§ PROBLEM DESCRIPTION: In the listing below, count every line that contains "Deserialize". Give nothing but the number.

---------- GIVEN ENTRIES ----------

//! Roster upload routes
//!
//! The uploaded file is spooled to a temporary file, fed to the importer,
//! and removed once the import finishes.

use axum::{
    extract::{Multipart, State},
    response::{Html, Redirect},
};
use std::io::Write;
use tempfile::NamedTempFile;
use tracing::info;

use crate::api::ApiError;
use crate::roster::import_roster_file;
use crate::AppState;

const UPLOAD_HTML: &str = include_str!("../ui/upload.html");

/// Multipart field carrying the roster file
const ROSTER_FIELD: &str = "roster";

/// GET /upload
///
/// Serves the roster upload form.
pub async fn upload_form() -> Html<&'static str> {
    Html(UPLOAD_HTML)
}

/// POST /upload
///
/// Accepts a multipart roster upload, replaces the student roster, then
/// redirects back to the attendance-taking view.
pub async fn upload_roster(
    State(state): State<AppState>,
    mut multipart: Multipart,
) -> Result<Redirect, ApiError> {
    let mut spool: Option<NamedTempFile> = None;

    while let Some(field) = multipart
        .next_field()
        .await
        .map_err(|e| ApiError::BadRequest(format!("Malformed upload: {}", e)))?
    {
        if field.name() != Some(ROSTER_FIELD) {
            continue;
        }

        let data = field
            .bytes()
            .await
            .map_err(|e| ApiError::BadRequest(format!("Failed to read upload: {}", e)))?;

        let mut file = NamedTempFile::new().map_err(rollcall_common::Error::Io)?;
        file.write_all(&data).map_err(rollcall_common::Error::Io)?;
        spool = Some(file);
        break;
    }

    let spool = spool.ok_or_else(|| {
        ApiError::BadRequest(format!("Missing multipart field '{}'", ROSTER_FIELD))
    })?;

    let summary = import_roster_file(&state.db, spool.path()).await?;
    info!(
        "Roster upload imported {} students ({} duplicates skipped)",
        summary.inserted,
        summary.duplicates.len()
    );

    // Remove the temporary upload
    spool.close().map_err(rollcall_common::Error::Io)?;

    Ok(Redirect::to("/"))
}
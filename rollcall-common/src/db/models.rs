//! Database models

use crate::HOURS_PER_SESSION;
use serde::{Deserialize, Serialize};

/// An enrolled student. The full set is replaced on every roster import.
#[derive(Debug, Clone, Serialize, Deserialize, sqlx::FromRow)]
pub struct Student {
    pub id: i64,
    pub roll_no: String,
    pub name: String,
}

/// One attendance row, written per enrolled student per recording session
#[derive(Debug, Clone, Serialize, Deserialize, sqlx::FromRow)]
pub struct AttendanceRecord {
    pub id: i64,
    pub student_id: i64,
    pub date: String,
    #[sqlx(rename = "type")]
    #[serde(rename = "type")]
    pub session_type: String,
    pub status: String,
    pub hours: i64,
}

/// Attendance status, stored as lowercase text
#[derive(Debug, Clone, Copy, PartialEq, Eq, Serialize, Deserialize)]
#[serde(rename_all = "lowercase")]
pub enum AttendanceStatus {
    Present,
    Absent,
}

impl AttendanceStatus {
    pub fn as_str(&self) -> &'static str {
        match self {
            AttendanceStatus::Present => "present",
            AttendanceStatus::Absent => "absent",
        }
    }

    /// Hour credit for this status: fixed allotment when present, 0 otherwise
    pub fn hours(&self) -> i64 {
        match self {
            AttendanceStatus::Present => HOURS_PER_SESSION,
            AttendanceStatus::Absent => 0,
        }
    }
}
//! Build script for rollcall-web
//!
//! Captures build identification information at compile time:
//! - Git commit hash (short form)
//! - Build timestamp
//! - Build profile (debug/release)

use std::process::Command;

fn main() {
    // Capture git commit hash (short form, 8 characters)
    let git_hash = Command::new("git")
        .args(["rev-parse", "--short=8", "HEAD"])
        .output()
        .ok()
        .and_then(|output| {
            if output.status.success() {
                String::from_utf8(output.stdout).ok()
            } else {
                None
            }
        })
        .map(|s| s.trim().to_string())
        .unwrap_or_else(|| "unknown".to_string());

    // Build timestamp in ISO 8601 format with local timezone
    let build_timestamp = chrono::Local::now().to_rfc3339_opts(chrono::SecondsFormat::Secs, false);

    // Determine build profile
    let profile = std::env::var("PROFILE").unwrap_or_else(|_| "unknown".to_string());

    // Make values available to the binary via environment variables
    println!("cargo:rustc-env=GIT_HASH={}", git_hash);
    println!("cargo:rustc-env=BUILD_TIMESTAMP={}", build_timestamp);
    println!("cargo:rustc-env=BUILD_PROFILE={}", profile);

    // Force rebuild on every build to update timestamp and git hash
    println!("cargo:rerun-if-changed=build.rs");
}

----------

§ ANSWER TO THE PROBLEM: 4